More time passed and Oliver grew up into a young woman with soulful large green eyes. She was beautiful but distant to people. When she walked, she moved with a softness that made it so she could pass without gathering much notice. Sebastian did not age as fast as normal cats did and Oliver had a feeling that somehow in linking them together he had been giving the lifespan of a human.
When she was eighteen her old uncle died and left her the small building they lived in. She decided that she would take the only skills she knew and put them to use by opened a small clinic in the storefront on the ground floor of the building, doing healing work there. She did not advertise but the people who needed her services had a way of finding her. She lived in one of the small apartments over the clinic and rented the other one out. With her business and the rent she received, her and Sebastian were comfortable and did not want for anything.
For the most part she avoided having close relationships with people but there was a loneliness that still lived deep within her heart.

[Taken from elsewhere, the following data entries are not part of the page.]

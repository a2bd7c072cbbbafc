//! Metrics collection and exposition.
//!
//! # Metrics
//! - `restful_requests_total` (counter): requests by method, status, route
//! - `restful_request_duration_seconds` (histogram): latency distribution
//! - `restful_routes` (gauge): size of the compiled route table
//!
//! # Design Decisions
//! - Route label is the finalized pattern, never the raw path, to keep
//!   label cardinality bounded
//! - Recording is a no-op until an exporter is installed

use std::net::SocketAddr;
use std::time::Instant;

use metrics::{counter, gauge, histogram};
use metrics_exporter_prometheus::PrometheusBuilder;

/// Install the Prometheus exporter listening on `addr`.
pub fn init_metrics(addr: SocketAddr) {
    match PrometheusBuilder::new().with_http_listener(addr).install() {
        Ok(()) => tracing::info!(address = %addr, "Metrics exporter listening"),
        Err(e) => tracing::error!(address = %addr, error = %e, "Failed to install metrics exporter"),
    }
}

/// Record one handled request.
pub fn record_request(method: &str, status: u16, route: &str, start: Instant) {
    let labels = [
        ("method", method.to_string()),
        ("status", status.to_string()),
        ("route", route.to_string()),
    ];
    counter!("restful_requests_total", &labels).increment(1);
    histogram!("restful_request_duration_seconds", &labels).record(start.elapsed().as_secs_f64());
}

/// Record the number of compiled routes.
pub fn record_route_table(len: usize) {
    gauge!("restful_routes").set(len as f64);
}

Sometimes late at night she would feel a longing for having another human she was close to, then she would snuggle closer to Sebastian and hear the beating of his heart and feel the warmth of his thick coat and decide that she was fine. However on rare occasions even when Sebastian lay against her, the piercing edge of that loneliness would work its way up out of her soul, making it so she could no longer contain it. On those nights she would gently lift herself out of bed and make her way over to the window, looking out at the still night. Lifting up her hand to trace the raindrops on the glass that feel in rhythm with her own tears, she would sob in silence, holding in the sound that should rise up out of her own body as to not wake Sebastian.